● **Directions for this task**:
Which of the lines in the data mention the string "coercion"? List them all.

Collected data entries:

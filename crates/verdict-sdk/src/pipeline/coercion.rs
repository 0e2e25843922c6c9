//! Boolean coercion of raw decision values

use verdict_core::Value;

/// Raw decision output classified for coercion
#[derive(Debug, Clone, Copy, PartialEq)]
pub enum DecisionValue<'a> {
    Absent,
    Boolean(bool),
    Text(&'a str),
    Numeric(f64),
    /// Arrays, objects and anything else the engine may return
    Other(&'a Value),
}

impl<'a> From<&'a Value> for DecisionValue<'a> {
    fn from(value: &'a Value) -> Self {
        match value {
            Value::Null => DecisionValue::Absent,
            Value::Bool(b) => DecisionValue::Boolean(*b),
            Value::String(s) => DecisionValue::Text(s),
            Value::Number(n) => DecisionValue::Numeric(*n),
            other => DecisionValue::Other(other),
        }
    }
}

impl DecisionValue<'_> {
    /// Canonical boolean for the value
    ///
    /// Text is true only for `true`, `yes` or `1` (trimmed, any case);
    /// numbers only when strictly positive.
    pub fn to_bool(&self) -> bool {
        match self {
            DecisionValue::Absent => false,
            DecisionValue::Boolean(b) => *b,
            DecisionValue::Text(s) => {
                matches!(s.trim().to_lowercase().as_str(), "true" | "yes" | "1")
            }
            DecisionValue::Numeric(n) => *n > 0.0,
            DecisionValue::Other(_) => true,
        }
    }
}
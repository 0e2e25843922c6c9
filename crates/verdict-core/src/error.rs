//! Error types for Verdict Core

use thiserror::Error;

/// Core error type
#[derive(Error, Debug, Clone, PartialEq)]
pub enum CoreError {
    /// The execution engine failed outside of its diagnostic channel
    #[error("Engine fault: {0}")]
    EngineFault(String),

    /// A value could not be represented in the requested form
    #[error("Invalid value: {0}")]
    InvalidValue(String),
}

pub type Result<T> = std::result::Result<T, CoreError>;
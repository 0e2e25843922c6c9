//! Core trait definitions for model resolution
//!
//! A [`ModelResolver`] is one storage location that may hold the bytes of a
//! decision model. Resolvers are combined into an ordered
//! [`ResolverChain`](crate::ResolverChain) and tried until one of them
//! yields bytes.
//!
//! # Examples
//!
//! ```no_run
//! use verdict_repository::{ModelResolver, RootedResolver};
//!
//! # #[tokio::main]
//! # async fn main() -> Result<(), Box<dyn std::error::Error>> {
//! let resolver = RootedResolver::new("resources")?;
//!
//! if let Some(source) = resolver.resolve("sample-decision.dmn").await {
//!     println!("found {} bytes at {}", source.bytes.len(), source.location);
//! }
//! # Ok(())
//! # }
//! ```

use async_trait::async_trait;

/// Bytes of a model together with where they were found
#[derive(Debug, Clone, PartialEq, Eq)]
pub struct ModelSource {
    /// Human-readable location (`bundle:<ref>` or a filesystem path)
    pub location: String,
    /// Raw model bytes
    pub bytes: Vec<u8>,
}

impl ModelSource {
    pub fn new(location: impl Into<String>, bytes: Vec<u8>) -> Self {
        Self {
            location: location.into(),
            bytes,
        }
    }
}

/// One storage location that may hold model bytes
///
/// # Implementation Notes
///
/// - `resolve` returns `None` when the location has nothing readable for
///   the reference. Unreadable sources are logged and reported as absent.
/// - The reference is an opaque string; each resolver decides how to map
///   it onto its own storage.
///
/// # Thread Safety
///
/// All implementations must be `Send + Sync` for use across async tasks.
#[async_trait]
pub trait ModelResolver: Send + Sync {
    /// Short name used in logs
    fn name(&self) -> &str;

    /// Look up the bytes for `model_ref`
    async fn resolve(&self, model_ref: &str) -> Option<ModelSource>;
}
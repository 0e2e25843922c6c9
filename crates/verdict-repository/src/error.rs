//! Error types for the repository layer

use std::path::PathBuf;
use thiserror::Error;

/// Result type alias for repository operations
pub type RepositoryResult<T> = Result<T, RepositoryError>;

/// Errors raised while setting up model sources
///
/// Resolution itself never fails: a source that cannot be read is reported
/// as absent so the chain can move on to the next location.
#[derive(Error, Debug)]
pub enum RepositoryError {
    /// I/O error occurred
    #[error("I/O error: {0}")]
    Io(#[from] std::io::Error),

    /// Invalid path provided
    #[error("Invalid path: {path}")]
    InvalidPath { path: PathBuf },

    /// Generic error
    #[error("Repository error: {0}")]
    Other(String),
}
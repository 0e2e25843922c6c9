//! Configuration types for DecisionService

use serde::{Deserialize, Serialize};
use std::path::PathBuf;
use verdict_repository::ResolverConfig;

/// Service configuration
#[derive(Debug, Clone, PartialEq, Serialize, Deserialize, Default)]
pub struct ServiceConfig {
    /// Where models are resolved from
    #[serde(flatten)]
    pub resolver: ResolverConfig,

    /// Reuse compiled models while their source bytes are unchanged
    #[serde(default)]
    pub enable_cache: bool,
}

impl ServiceConfig {
    /// Create a configuration with the given resource root
    pub fn new(resource_root: impl Into<PathBuf>) -> Self {
        Self {
            resolver: ResolverConfig::new(resource_root),
            enable_cache: false,
        }
    }

    /// Preload `dir` into the logical bundle
    pub fn with_bundle_dir(mut self, dir: impl Into<PathBuf>) -> Self {
        self.resolver = self.resolver.with_bundle_dir(dir);
        self
    }

    /// Enable the model cache
    pub fn enable_cache(mut self, enable: bool) -> Self {
        self.enable_cache = enable;
        self
    }
}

● **Reply to the exercise**:
filename crates/verdict-sdk/src/pipeline/coercion.rs
//! Boolean coercion of raw decision values
/// Raw decision output classified for coercion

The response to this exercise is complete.